TASK OBJECTIVE: The entries that follow include a run beginning at the line with "filename src/main.rs" and ending at the line with "pub struct Config"; restate that run word for word and leave the rest out.

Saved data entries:
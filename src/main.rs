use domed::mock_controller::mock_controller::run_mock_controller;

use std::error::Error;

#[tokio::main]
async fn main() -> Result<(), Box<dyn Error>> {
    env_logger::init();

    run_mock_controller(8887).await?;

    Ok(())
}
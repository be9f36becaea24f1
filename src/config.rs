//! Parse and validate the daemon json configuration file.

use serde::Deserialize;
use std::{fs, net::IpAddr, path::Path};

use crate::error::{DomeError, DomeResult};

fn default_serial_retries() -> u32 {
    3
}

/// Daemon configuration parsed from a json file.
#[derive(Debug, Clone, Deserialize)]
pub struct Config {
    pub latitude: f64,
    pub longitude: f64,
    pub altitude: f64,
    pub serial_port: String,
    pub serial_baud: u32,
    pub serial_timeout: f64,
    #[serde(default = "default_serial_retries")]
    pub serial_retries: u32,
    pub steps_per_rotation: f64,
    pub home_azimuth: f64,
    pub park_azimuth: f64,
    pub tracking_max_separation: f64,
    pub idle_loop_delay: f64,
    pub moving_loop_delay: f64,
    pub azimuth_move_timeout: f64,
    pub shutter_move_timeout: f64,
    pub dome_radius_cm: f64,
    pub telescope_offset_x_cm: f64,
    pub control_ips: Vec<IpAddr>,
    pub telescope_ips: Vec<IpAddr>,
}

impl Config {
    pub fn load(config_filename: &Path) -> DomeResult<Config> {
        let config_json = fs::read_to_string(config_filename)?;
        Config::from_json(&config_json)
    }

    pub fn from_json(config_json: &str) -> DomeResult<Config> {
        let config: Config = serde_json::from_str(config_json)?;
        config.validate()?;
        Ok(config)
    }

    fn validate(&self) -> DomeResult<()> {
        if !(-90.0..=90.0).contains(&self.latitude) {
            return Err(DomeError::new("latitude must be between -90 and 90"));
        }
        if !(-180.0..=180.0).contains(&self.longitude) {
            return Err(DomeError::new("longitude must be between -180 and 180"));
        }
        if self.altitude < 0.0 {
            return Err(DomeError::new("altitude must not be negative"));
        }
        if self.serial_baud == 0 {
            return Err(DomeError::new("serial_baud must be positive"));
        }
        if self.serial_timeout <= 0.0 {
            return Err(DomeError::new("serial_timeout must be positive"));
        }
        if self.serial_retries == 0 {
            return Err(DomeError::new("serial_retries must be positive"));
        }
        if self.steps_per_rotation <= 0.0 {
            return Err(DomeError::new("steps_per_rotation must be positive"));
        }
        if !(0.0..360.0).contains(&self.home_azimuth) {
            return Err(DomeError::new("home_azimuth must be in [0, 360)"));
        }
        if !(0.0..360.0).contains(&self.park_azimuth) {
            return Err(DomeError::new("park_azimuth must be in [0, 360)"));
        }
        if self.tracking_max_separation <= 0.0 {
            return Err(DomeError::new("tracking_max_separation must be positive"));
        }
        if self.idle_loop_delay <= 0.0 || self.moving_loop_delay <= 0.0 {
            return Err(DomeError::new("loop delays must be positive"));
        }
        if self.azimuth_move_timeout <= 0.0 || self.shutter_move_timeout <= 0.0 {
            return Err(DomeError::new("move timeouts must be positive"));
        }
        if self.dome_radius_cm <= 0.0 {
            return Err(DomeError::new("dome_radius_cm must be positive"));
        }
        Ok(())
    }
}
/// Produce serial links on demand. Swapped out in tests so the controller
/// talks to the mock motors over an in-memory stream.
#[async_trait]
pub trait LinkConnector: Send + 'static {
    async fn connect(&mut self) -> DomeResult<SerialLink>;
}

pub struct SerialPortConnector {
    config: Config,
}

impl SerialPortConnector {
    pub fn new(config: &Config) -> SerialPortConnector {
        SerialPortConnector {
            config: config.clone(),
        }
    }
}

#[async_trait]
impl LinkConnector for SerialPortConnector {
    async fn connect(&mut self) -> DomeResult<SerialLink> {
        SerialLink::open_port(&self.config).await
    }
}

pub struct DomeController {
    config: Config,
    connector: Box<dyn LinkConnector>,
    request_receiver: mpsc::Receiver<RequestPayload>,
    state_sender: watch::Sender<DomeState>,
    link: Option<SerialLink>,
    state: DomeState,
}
---
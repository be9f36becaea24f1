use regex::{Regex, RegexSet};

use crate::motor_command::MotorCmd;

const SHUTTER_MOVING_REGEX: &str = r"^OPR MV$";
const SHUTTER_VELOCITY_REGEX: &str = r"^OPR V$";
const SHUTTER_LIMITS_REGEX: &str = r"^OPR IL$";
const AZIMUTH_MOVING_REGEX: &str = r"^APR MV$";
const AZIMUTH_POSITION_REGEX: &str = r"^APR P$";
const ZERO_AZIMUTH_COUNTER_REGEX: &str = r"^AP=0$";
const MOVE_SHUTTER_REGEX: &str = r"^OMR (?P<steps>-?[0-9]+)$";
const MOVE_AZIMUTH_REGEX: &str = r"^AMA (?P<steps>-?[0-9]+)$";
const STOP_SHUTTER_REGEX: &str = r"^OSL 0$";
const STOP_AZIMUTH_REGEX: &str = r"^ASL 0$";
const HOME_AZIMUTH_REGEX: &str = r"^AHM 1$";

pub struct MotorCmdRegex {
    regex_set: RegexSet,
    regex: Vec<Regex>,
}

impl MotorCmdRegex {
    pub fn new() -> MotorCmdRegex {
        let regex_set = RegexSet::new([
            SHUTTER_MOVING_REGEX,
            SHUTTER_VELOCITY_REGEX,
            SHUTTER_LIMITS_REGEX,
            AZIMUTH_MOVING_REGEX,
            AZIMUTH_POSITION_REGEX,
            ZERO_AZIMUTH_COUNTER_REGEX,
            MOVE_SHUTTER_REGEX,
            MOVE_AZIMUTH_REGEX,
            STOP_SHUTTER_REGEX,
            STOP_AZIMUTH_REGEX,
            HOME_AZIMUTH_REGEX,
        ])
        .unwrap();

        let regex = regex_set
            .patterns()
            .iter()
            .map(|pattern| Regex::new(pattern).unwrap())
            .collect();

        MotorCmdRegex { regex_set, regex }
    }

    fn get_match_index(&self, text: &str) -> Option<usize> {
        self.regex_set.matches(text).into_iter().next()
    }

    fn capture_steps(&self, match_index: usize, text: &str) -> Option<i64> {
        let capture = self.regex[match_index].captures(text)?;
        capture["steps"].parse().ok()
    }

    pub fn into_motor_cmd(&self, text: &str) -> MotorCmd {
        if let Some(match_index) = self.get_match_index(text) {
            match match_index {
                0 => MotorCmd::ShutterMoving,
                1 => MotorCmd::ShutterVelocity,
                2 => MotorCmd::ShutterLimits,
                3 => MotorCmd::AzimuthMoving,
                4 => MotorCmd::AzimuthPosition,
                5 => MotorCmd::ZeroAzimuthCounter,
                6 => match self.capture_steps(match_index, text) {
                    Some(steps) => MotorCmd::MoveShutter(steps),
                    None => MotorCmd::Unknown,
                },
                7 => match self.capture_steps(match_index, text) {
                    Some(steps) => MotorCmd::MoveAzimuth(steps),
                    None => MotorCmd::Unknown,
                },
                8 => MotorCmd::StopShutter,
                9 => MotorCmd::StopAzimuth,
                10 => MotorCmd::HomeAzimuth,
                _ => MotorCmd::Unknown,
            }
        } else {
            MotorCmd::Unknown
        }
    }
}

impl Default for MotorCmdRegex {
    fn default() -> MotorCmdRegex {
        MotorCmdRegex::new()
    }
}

WRITTEN RESPONSE:
filename src/main.rs
use domed::mock_controller::mock_controller::run_mock_controller;

use std::error::Error;

#[tokio::main]
async fn main() -> Result<(), Box<dyn Error>> {
    env_logger::init();

    run_mock_controller(8887).await?;

    Ok(())
}
repository be9f36becaea24f1
filename src/config.rs
//! Parse and validate the daemon json configuration file.

use serde::Deserialize;
use std::{fs, net::IpAddr, path::Path};

use crate::error::{DomeError, DomeResult};

fn default_serial_retries() -> u32 {
    3
}

/// Daemon configuration parsed from a json file.
#[derive(Debug, Clone, Deserialize)]
pub struct Config {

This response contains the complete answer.